I decided against my usual get there early to pre-game. We were meeting at 9:30 p.m. and due to my post and having some folks recognize me when I’m writing, I didn’t want to chance anyone seeing me and him together, essentially killing his anonymity. I hate walking into a public place to meet a stranger; it’s much better if they know I’ll be writing and can come claim the seat next to me, but I would just have to deal with being uncomfortable for forty seconds.

The bar was astonishingly dead. He had gotten there minutes before I had arrived and we recognized each right away. He waved. He was much more handsome in person than his photos.

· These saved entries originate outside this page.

//! GPU-visible constant layouts
//!
//! All structs are `#[repr(C)]`, `Pod` and padded by hand to 16-byte rows so
//! the shader-side declarations can mirror them field for field. Object
//! constants embed the transform block by value rather than extending it.

use bytemuck::{Pod, Zeroable};

use crate::foundation::math::{Mat4, Vec3};

/// Column-major 4x4 matrix as laid out in GPU memory
pub type GpuMat4 = [[f32; 4]; 4];

/// Convert a matrix into its GPU layout
pub fn gpu_mat4(matrix: &Mat4) -> GpuMat4 {
    (*matrix).into()
}

fn gpu_vec3(v: &Vec3) -> [f32; 3] {
    [v.x, v.y, v.z]
}

/// Per-pass camera constants
#[repr(C)]
#[derive(Debug, Clone, Copy, PartialEq, Pod, Zeroable)]
pub struct PassConstants {
    /// World to view
    pub view: GpuMat4,
    /// View to world
    pub inv_view: GpuMat4,
    /// View to clip (jittered when TAA is on)
    pub proj: GpuMat4,
    /// Clip to view
    pub inv_proj: GpuMat4,
    /// World to clip
    pub view_proj: GpuMat4,
    /// Clip to world
    pub inv_view_proj: GpuMat4,
    /// Previous frame's world to clip, for motion vectors
    pub prev_view_proj: GpuMat4,
    /// Camera position
    pub eye_position: [f32; 3],
    /// Seconds since start
    pub total_time: f32,
    /// Render target size in pixels
    pub render_target_size: [f32; 2],
    /// Reciprocal render target size
    pub inv_render_target_size: [f32; 2],
    /// Near plane distance
    pub near_z: f32,
    /// Far plane distance
    pub far_z: f32,
    /// Entries used in the containing-camera light list
    pub containing_light_count: u32,
    /// Entries used in the inside-frustum light list
    pub inside_light_count: u32,
    /// Projection jitter in clip space
    pub jitter: [f32; 2],
    /// Padding
    pub _padding: [f32; 2],
}

/// Transform block shared by every drawable
#[repr(C)]
#[derive(Debug, Clone, Copy, PartialEq, Pod, Zeroable)]
pub struct TransformConstants {
    /// Object to world
    pub world: GpuMat4,
    /// Inverse transpose of `world`, for normals
    pub inv_transpose_world: GpuMat4,
}

impl TransformConstants {
    /// Build from a world matrix
    pub fn from_world(world: &Mat4) -> Self {
        let inv_transpose = world
            .try_inverse()
            .map(|inverse| inverse.transpose())
            .unwrap_or_else(Mat4::identity);
        Self {
            world: gpu_mat4(world),
            inv_transpose_world: gpu_mat4(&inv_transpose),
        }
    }
}

/// Per-object constants
#[repr(C)]
#[derive(Debug, Clone, Copy, PartialEq, Pod, Zeroable)]
pub struct ObjectConstants {
    /// Current transform
    pub transform: TransformConstants,
    /// Previous frame's object to world, for motion vectors
    pub prev_world: GpuMat4,
    /// Material index of the selected LOD
    pub material_index: u32,
    /// Selected LOD
    pub lod_index: u32,
    /// `ObjectFlags` bits
    pub flags: u32,
    /// Padding
    pub _padding: u32,
}

/// Sun constants
#[repr(C)]
#[derive(Debug, Clone, Copy, PartialEq, Pod, Zeroable)]
pub struct DirectionalLightConstants {
    /// Direction the light travels (normalized)
    pub direction: [f32; 3],
    /// Intensity multiplier
    pub intensity: f32,
    /// Linear color
    pub color: [f32; 3],
    /// Number of valid cascades
    pub cascade_count: u32,
}

impl DirectionalLightConstants {
    /// Build from light parameters
    pub fn new(direction: &Vec3, color: &Vec3, intensity: f32, cascade_count: u32) -> Self {
        Self {
            direction: gpu_vec3(direction),
            intensity,
            color: gpu_vec3(color),
            cascade_count,
        }
    }
}

/// One cascade as sampled by the directional lighting shader
#[repr(C)]
#[derive(Debug, Clone, Copy, PartialEq, Pod, Zeroable)]
pub struct CascadeConstants {
    /// World to shadow clip
    pub view_proj: GpuMat4,
    /// Near split distance along the view axis
    pub split_near: f32,
    /// Far split distance along the view axis
    pub split_far: f32,
    /// Shadow atlas layer
    pub layer: u32,
    /// 1 when the layer was rendered this frame; 0 means its depth is stale
    pub rendered: u32,
}

/// Local light constants
#[repr(C)]
#[derive(Debug, Clone, Copy, PartialEq, Pod, Zeroable)]
pub struct LocalLightConstants {
    /// World transform of the light volume
    pub world: GpuMat4,
    /// World to shadow clip, identity when the light casts no shadow
    pub shadow_view_proj: GpuMat4,
    /// Position
    pub position: [f32; 3],
    /// Range
    pub radius: f32,
    /// Direction (spot lights)
    pub direction: [f32; 3],
    /// Spot half-angle in radians
    pub angle: f32,
    /// Linear color
    pub color: [f32; 3],
    /// Intensity multiplier
    pub intensity: f32,
    /// 0 = point, 1 = spot
    pub light_type: u32,
    /// Shadow atlas layer, -1 when the light casts no shadow
    pub shadow_layer: i32,
    /// Non-zero when the light is active
    pub active: u32,
    /// Padding
    pub _padding: u32,
}

/// View-projection of one shadow view (a cascade or a spot light)
#[repr(C)]
#[derive(Debug, Clone, Copy, PartialEq, Pod, Zeroable)]
pub struct ShadowViewConstants {
    /// World to shadow clip
    pub view_proj: GpuMat4,
}

const _: () = assert!(std::mem::size_of::<PassConstants>() == 7 * 64 + 64);
const _: () = assert!(std::mem::size_of::<ObjectConstants>() == 3 * 64 + 16);
const _: () = assert!(std::mem::size_of::<DirectionalLightConstants>() == 32);
const _: () = assert!(std::mem::size_of::<CascadeConstants>() == 80);
const _: () = assert!(std::mem::size_of::<LocalLightConstants>() == 2 * 64 + 64);

#[cfg(test)]
mod tests {
    use super::*;
    use approx::assert_relative_eq;

    #[test]
    fn test_matrix_layout_is_column_major() {
        let m = Mat4::new_translation(&Vec3::new(1.0, 2.0, 3.0));
        let gpu = gpu_mat4(&m);
        assert_eq!(gpu[3], [1.0, 2.0, 3.0, 1.0]);
    }

    #[test]
    fn test_transform_normal_matrix() {
        let world = Mat4::new_nonuniform_scaling(&Vec3::new(2.0, 1.0, 1.0));
        let constants = TransformConstants::from_world(&world);
        assert_relative_eq!(constants.inv_transpose_world[0][0], 0.5);
    }
}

Why are most straight men so clueless when it comes to self-portraits? All the up-the-nose angels and just plain not-doing-them-justice shots. But, hey, I guess that’s better than the alternative. Which men deal with daily on dating apps. For all I know he could have been thinking the same only in the opposite direction.

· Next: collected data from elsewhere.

//! Timeline semaphore fence

use ash::vk;

use crate::render::api::GpuFence;
use crate::render::error::{RenderError, RenderResult};

fn api_error(what: &str, result: vk::Result) -> RenderError {
    RenderError::BackendError(format!("{what}: {result:?}"))
}

/// [`GpuFence`] backed by a Vulkan 1.2 timeline semaphore
///
/// `signal` submits an empty batch that signals the value, so it completes
/// after everything submitted to the queue before it.
pub struct VulkanTimelineFence {
    device: ash::Device,
    queue: vk::Queue,
    semaphore: vk::Semaphore,
}

impl VulkanTimelineFence {
    /// Create the semaphore at value 0
    pub fn new(device: ash::Device, queue: vk::Queue) -> RenderResult<Self> {
        let mut type_info = vk::SemaphoreTypeCreateInfo::builder()
            .semaphore_type(vk::SemaphoreType::TIMELINE)
            .initial_value(0);
        let create_info = vk::SemaphoreCreateInfo::builder().push_next(&mut type_info);
        let semaphore = unsafe {
            device
                .create_semaphore(&create_info, None)
                .map_err(|e| api_error("create timeline semaphore", e))?
        };
        log::debug!("Created frame timeline semaphore");
        Ok(Self {
            device,
            queue,
            semaphore,
        })
    }

    /// Semaphore handle, for waits in other submissions
    pub fn semaphore(&self) -> vk::Semaphore {
        self.semaphore
    }
}

impl GpuFence for VulkanTimelineFence {
    fn completed_value(&self) -> RenderResult<u64> {
        unsafe {
            self.device
                .get_semaphore_counter_value(self.semaphore)
                .map_err(|e| api_error("query timeline value", e))
        }
    }

    fn signal(&mut self, value: u64) -> RenderResult<()> {
        let semaphores = [self.semaphore];
        let values = [value];
        let mut timeline_info =
            vk::TimelineSemaphoreSubmitInfo::builder().signal_semaphore_values(&values);
        let submit = vk::SubmitInfo::builder()
            .signal_semaphores(&semaphores)
            .push_next(&mut timeline_info)
            .build();
        unsafe {
            self.device
                .queue_submit(self.queue, &[submit], vk::Fence::null())
                .map_err(|e| api_error("signal timeline semaphore", e))
        }
    }

    fn wait_for_value(&mut self, value: u64) -> RenderResult<()> {
        let semaphores = [self.semaphore];
        let values = [value];
        let wait_info = vk::SemaphoreWaitInfo::builder()
            .semaphores(&semaphores)
            .values(&values);
        unsafe {
            self.device
                .wait_semaphores(&wait_info, u64::MAX)
                .map_err(|e| api_error("wait on timeline semaphore", e))
        }
    }
}

impl Drop for VulkanTimelineFence {
    fn drop(&mut self) {
        unsafe {
            // The semaphore may still be pending on the queue
            let _ = self.device.queue_wait_idle(self.queue);
            self.device.destroy_semaphore(self.semaphore, None);
        }
    }
}
//! Holocron DB - the local SQLite mirror and the sync pipeline that fills it.
//!
//! - [`upsert`] - find-or-create by natural key, relationship replacement
//! - [`resolver`] - external URL → local id maps
//! - [`coordinator`] - one transactional sync run
//! - [`repository`] - read queries over the synced store

pub mod coordinator;
pub mod repository;
pub mod resolver;
pub mod upsert;

use std::str::FromStr;

use holocron_core::config::DbConfig;
use holocron_core::error::AppError;
use sqlx::sqlite::{SqliteConnectOptions, SqlitePoolOptions};
use sqlx::SqlitePool;

pub use coordinator::SyncCoordinator;
pub use repository::CatalogRepository;
pub use resolver::{ReferenceMap, Resolved};
pub use upsert::{Relation, StageResult};

/// Opens (creating if needed) the database at `database_url` and applies migrations.
pub async fn connect(database_url: &str, config: &DbConfig) -> Result<SqlitePool, AppError> {
    let options = SqliteConnectOptions::from_str(database_url)?
        .create_if_missing(true)
        .foreign_keys(true);

    let pool = SqlitePoolOptions::new()
        .max_connections(config.max_connections)
        .connect_with(options)
        .await?;

    migrate(&pool).await?;
    Ok(pool)
}

/// Single-connection in-memory database with the schema applied.
///
/// Every connection to `sqlite::memory:` is a separate database, so the pool is
/// pinned to one connection that never expires.
pub async fn connect_in_memory() -> Result<SqlitePool, AppError> {
    let options = SqliteConnectOptions::from_str("sqlite::memory:")?.foreign_keys(true);

    let pool = SqlitePoolOptions::new()
        .max_connections(1)
        .min_connections(1)
        .idle_timeout(None)
        .max_lifetime(None)
        .connect_with(options)
        .await?;

    migrate(&pool).await?;
    Ok(pool)
}

/// Applies the embedded schema migrations.
pub async fn migrate(pool: &SqlitePool) -> Result<(), AppError> {
    sqlx::migrate!("./migrations")
        .run(pool)
        .await
        .map_err(|e| AppError::MigrationError(e.to_string()))
}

The music was loud, a little too loud, those speakers get hella tin-y. However, the DJ was spinning good punk and such. Far better than crickets. Especially for a meet n’ greet. As I suspected from our conversations, he really just wanted to talk about himself. Which is A-Ok. But it left me feeling sort of mute, inconsequential, like a breathing soundboard. Aka, it wasn’t very sensual and I wasn’t making much of an impression. At least not in my mind. Fuckit, he was paying so whatever made him happy. It’s not like I’m not used to men talking about themselves but something about this felt odd. Also, he didn’t hand me the money until the end, and after I had to ask for it, which bummed me out. So much for his ho pro status. Also, he recently picked smoking back up and went out back three times for a quick fix. He seemed nervous, too. Understandable. I hate cigarettes but I don’t hate smokers. The crazy thing is, my hair reeked of smoke when I got home. How nuts is that? That shit sticks to me like glue. I wasn’t even going outside with him. Which I had offered. Instead, I kept our seats at the bar. He was super quick each time.

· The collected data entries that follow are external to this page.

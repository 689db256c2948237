use std::collections::HashSet;
use std::error::Error as StdError;

use holocron_core::config::{HttpConfig, SyncConfig};
use holocron_core::error::{AppError, FetchError};
use holocron_core::models::Collection;
use holocron_core::source::CollectionSource;
use reqwest::{Client, Url};
use serde::de::DeserializeOwned;
use serde::Deserialize;
use tokio::time::sleep;
use tokio_util::sync::CancellationToken;

/// One page of a SWAPI collection.
///
/// ```json
/// {
///     "count": 60,
///     "next": "https://swapi.dev/api/planets/?page=2",
///     "previous": null,
///     "results": [ ... ]
/// }
/// ```
#[derive(Deserialize, Debug)]
struct Page<T> {
    #[serde(default = "Vec::new")]
    results: Vec<T>,
    #[serde(default)]
    next: Option<String>,
}

/// Pages followed in one walk before giving up. SWAPI's largest collection
/// spans fewer than ten.
pub const DEFAULT_MAX_PAGES: usize = 1000;

/// Why a single walk over a collection failed.
#[derive(Debug)]
enum WalkError {
    Http(reqwest::Error),
    /// A `next` pointer led back to a page already read.
    Cycle(String),
    /// A `next` pointer could not be resolved against the page it came from.
    BadLink { page: String, next: String },
    /// The walk read `max_pages` pages and was still being sent onward.
    TooManyPages(usize),
}

impl From<reqwest::Error> for WalkError {
    fn from(e: reqwest::Error) -> Self {
        WalkError::Http(e)
    }
}

impl WalkError {
    fn is_tls(&self) -> bool {
        match self {
            WalkError::Http(e) => is_tls_failure(e),
            _ => false,
        }
    }

    fn message(&self) -> String {
        match self {
            WalkError::Http(e) => error_chain(e),
            WalkError::Cycle(url) => format!("pagination cycle at {}", url),
            WalkError::BadLink { page, next } => {
                format!("invalid next link '{}' on page {}", next, page)
            }
            WalkError::TooManyPages(max) => {
                format!("collection spans more than {} pages", max)
            }
        }
    }
}

/// HTTP client for SWAPI-compatible catalogs.
///
/// # Examples
///
/// ```no_run
/// use holocron_client::SwapiClient;
/// use holocron_core::{BodyRecord, Collection, SyncConfig};
/// use tokio_util::sync::CancellationToken;
///
/// # async fn example() -> Result<(), Box<dyn std::error::Error>> {
/// let client = SwapiClient::new(&SyncConfig::default())?;
/// let planets: Vec<BodyRecord> = client
///     .fetch_all(Collection::Planets, &CancellationToken::new())
///     .await?;
/// println!("Fetched {} planets", planets.len());
/// # Ok(())
/// # }
/// ```
#[derive(Clone)]
pub struct SwapiClient {
    client: Client,
    base_url: Url,
    http: HttpConfig,
    max_pages: usize,
}

impl SwapiClient {
    /// Creates a client from the endpoint, TLS and retry settings of a sync run.
    pub fn new(config: &SyncConfig) -> Result<Self, AppError> {
        Self::with_options(&config.base_url, config.verify_tls, config.http.clone())
    }

    /// Creates a client for an explicit endpoint.
    ///
    /// # Arguments
    ///
    /// * `base_url_str` - API root, e.g. `https://swapi.dev/api`. A trailing
    ///   slash is optional.
    /// * `verify_tls` - When false, invalid or self-signed certificates are accepted.
    /// * `http` - Request timeout and retry policy.
    ///
    /// # Errors
    ///
    /// Returns `AppError::InvalidUrl` if `base_url_str` is not an absolute URL.
    /// Returns `AppError::ClientError` if the HTTP client cannot be built.
    pub fn with_options(
        base_url_str: &str,
        verify_tls: bool,
        http: HttpConfig,
    ) -> Result<Self, AppError> {
        let base_url =
            Url::parse(base_url_str).map_err(|_| AppError::InvalidUrl(base_url_str.to_string()))?;

        let client = Client::builder()
            .user_agent("Holocron/0.1 (catalog-sync)")
            .timeout(http.timeout)
            .danger_accept_invalid_certs(!verify_tls)
            .build()
            .map_err(|e| AppError::ClientError(e.to_string()))?;

        if !verify_tls {
            tracing::warn!(base = %base_url, "TLS certificate verification disabled");
        }

        Ok(Self {
            client,
            base_url,
            http,
            max_pages: DEFAULT_MAX_PAGES,
        })
    }

    /// Caps the number of pages a single walk may follow.
    pub fn with_max_pages(mut self, max_pages: usize) -> Self {
        self.max_pages = max_pages.max(1);
        self
    }

    /// The API root this client was built with.
    pub fn base_url(&self) -> &Url {
        &self.base_url
    }

    /// First page of a collection: `{base}/{collection}/`.
    pub fn collection_url(&self, collection: Collection) -> Result<Url, AppError> {
        let raw = format!(
            "{}/{}/",
            self.base_url.as_str().trim_end_matches('/'),
            collection.as_str()
        );
        Url::parse(&raw).map_err(|_| AppError::InvalidUrl(raw))
    }

    /// Fetches every record of `collection`, retrying the whole walk on failure.
    ///
    /// A failed attempt `n` is followed by a sleep of
    /// `retry_base_delay * backoff_multiplier^n`, up to `max_retries` attempts.
    /// Any failure restarts the walk from the first page, so a returned
    /// sequence always comes from one uninterrupted walk.
    ///
    /// # Arguments
    ///
    /// * `collection` - Which collection to walk.
    /// * `cancel` - Checked while a walk is in flight and during backoff.
    ///
    /// # Returns
    ///
    /// Every record of the collection in page order. An empty collection
    /// yields an empty vector.
    ///
    /// # Errors
    ///
    /// Returns `FetchError::Tls` if the last attempt failed during the TLS
    /// handshake or certificate verification.
    /// Returns `FetchError::Network` for any other exhausted failure, including
    /// non-2xx statuses and undecodable pages.
    /// Returns `FetchError::Cancelled` as soon as `cancel` fires.
    pub async fn fetch_all<T>(
        &self,
        collection: Collection,
        cancel: &CancellationToken,
    ) -> Result<Vec<T>, FetchError>
    where
        T: DeserializeOwned + Send,
    {
        let start = self
            .collection_url(collection)
            .map_err(|e| FetchError::Network {
                collection: collection.to_string(),
                attempts: 0,
                message: e.to_string(),
            })?;
        let max_attempts = self.http.max_retries.max(1);
        let mut attempt = 1;

        loop {
            let outcome = tokio::select! {
                biased;
                _ = cancel.cancelled() => {
                    return Err(FetchError::Cancelled { collection: collection.to_string() });
                }
                outcome = self.walk_pages::<T>(start.clone()) => outcome,
            };

            let err = match outcome {
                Ok(records) => {
                    tracing::info!(
                        collection = %collection,
                        records = records.len(),
                        attempt,
                        "Fetched collection"
                    );
                    return Ok(records);
                }
                Err(e) => e,
            };

            if attempt >= max_attempts {
                let message = err.message();
                tracing::error!(
                    collection = %collection,
                    attempts = attempt,
                    error = %message,
                    "Giving up on collection"
                );
                return Err(if err.is_tls() {
                    FetchError::Tls {
                        collection: collection.to_string(),
                        attempts: attempt,
                        message,
                    }
                } else {
                    FetchError::Network {
                        collection: collection.to_string(),
                        attempts: attempt,
                        message,
                    }
                });
            }

            let delay = self.http.backoff_delay(attempt);
            tracing::warn!(
                collection = %collection,
                attempt,
                max_attempts,
                delay_ms = delay.as_millis() as u64,
                tls = err.is_tls(),
                error = %err.message(),
                "Collection fetch failed, retrying"
            );

            tokio::select! {
                biased;
                _ = cancel.cancelled() => {
                    return Err(FetchError::Cancelled { collection: collection.to_string() });
                }
                _ = sleep(delay) => {}
            }
            attempt += 1;
        }
    }

    /// Follows `next` pointers from `start` until exhausted, in arrival order.
    ///
    /// Relative `next` links are resolved against the page that carried them.
    async fn walk_pages<T>(&self, start: Url) -> Result<Vec<T>, WalkError>
    where
        T: DeserializeOwned,
    {
        let mut results = Vec::new();
        let mut visited = HashSet::new();
        let mut next = Some(start);

        while let Some(url) = next.take() {
            if !visited.insert(url.to_string()) {
                return Err(WalkError::Cycle(url.to_string()));
            }
            if visited.len() > self.max_pages {
                return Err(WalkError::TooManyPages(self.max_pages));
            }

            let page: Page<T> = self
                .client
                .get(url.clone())
                .send()
                .await?
                .error_for_status()?
                .json()
                .await?;

            tracing::debug!(url = %url, records = page.results.len(), "Fetched page");

            if let Some(link) = page.next.as_deref().map(str::trim).filter(|l| !l.is_empty()) {
                let resolved = url.join(link).map_err(|_| WalkError::BadLink {
                    page: url.to_string(),
                    next: link.to_string(),
                })?;
                next = Some(resolved);
            }
            results.extend(page.results);
        }

        Ok(results)
    }
}

impl CollectionSource for SwapiClient {
    async fn fetch_collection<T>(
        &self,
        collection: Collection,
        cancel: &CancellationToken,
    ) -> Result<Vec<T>, FetchError>
    where
        T: DeserializeOwned + Send,
    {
        self.fetch_all(collection, cancel).await
    }
}

const TLS_MARKERS: [&str; 6] = [
    "certificate",
    "tls",
    "ssl",
    "x509",
    "handshake",
    "invalidcertificate",
];

/// True when a request failed during the TLS handshake or certificate check.
///
/// Only connect failures qualify; a status or decode error happened after a
/// completed handshake. reqwest has no dedicated predicate and the concrete
/// error type depends on the TLS backend, so the underlying causes are
/// inspected. The outer error is skipped because its message carries the
/// request URL, which may itself contain a marker.
pub fn is_tls_failure(err: &reqwest::Error) -> bool {
    err.is_connect() && causes_mention_tls(err.source())
}

fn causes_mention_tls(mut current: Option<&(dyn StdError + 'static)>) -> bool {
    while let Some(e) = current {
        let text = e.to_string().to_ascii_lowercase();
        if TLS_MARKERS.iter().any(|m| text.contains(m)) {
            return true;
        }
        current = e.source();
    }
    false
}

/// Joins an error and its sources into one line.
fn error_chain(err: &(dyn StdError + 'static)) -> String {
    let mut parts = vec![err.to_string()];
    let mut current = err.source();
    while let Some(e) = current {
        let text = e.to_string();
        if !parts.iter().any(|p| p.contains(&text)) {
            parts.push(text);
        }
        current = e.source();
    }
    parts.join(": ")
}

The other factor in my feeling off was that he wasn’t flirting with me. It was more: listen to all my stories and be impressed. The bar was fully of kids who didn’t look old enough to drink. I felt ancient. Not the way I wanted to feel. It’s my fault for still being a whore. And their fault for still wanting to pay me. Also, being a giggly sounding board when fully-clothed isn’t the sexiest thing. It felt more on the friendship side.

Even an hour in I couldn’t get a read on him. I honestly didn’t feel like he was attracted to me. We were having a nice time but it felt more Tinder date and less ‘we were supposed to be fucking and doing blow in a motel right now’. Maybe Footsies was a poor choice. In terms of it feeling more like a sex hook-up and not a date or friendly hang. Maybe it’s because he’s younger than me. Who knows. Maybe I was just off. I didn’t even feel like I was being fun, for fucks sake. Just sitting there smiling and nodding. After our fourth drink we decided to call it a night. After he handed me the money I decided I wanted to kiss him before he said good night. It was awkward. I think I surprised him or he doesn’t like PDA. Yes, we were standing at the bar and I guess I should have waited until we were outside, I was tipsy and wanted to kiss him so I did. I wasn’t planning on sucking face for a long time, just a little something to make it sexual and something to look forward to.

I sent a DM when I got home: “Thanks for the booze and dough. I had a good time, I hope you did too. Xo” He responded forty minutes later: “Say, I sure did. Be real cool to keep this goin”.

Me: “I’m down” I wasn’t a hundred percent sure if he meant just drinks or the whole shebang. We'll see.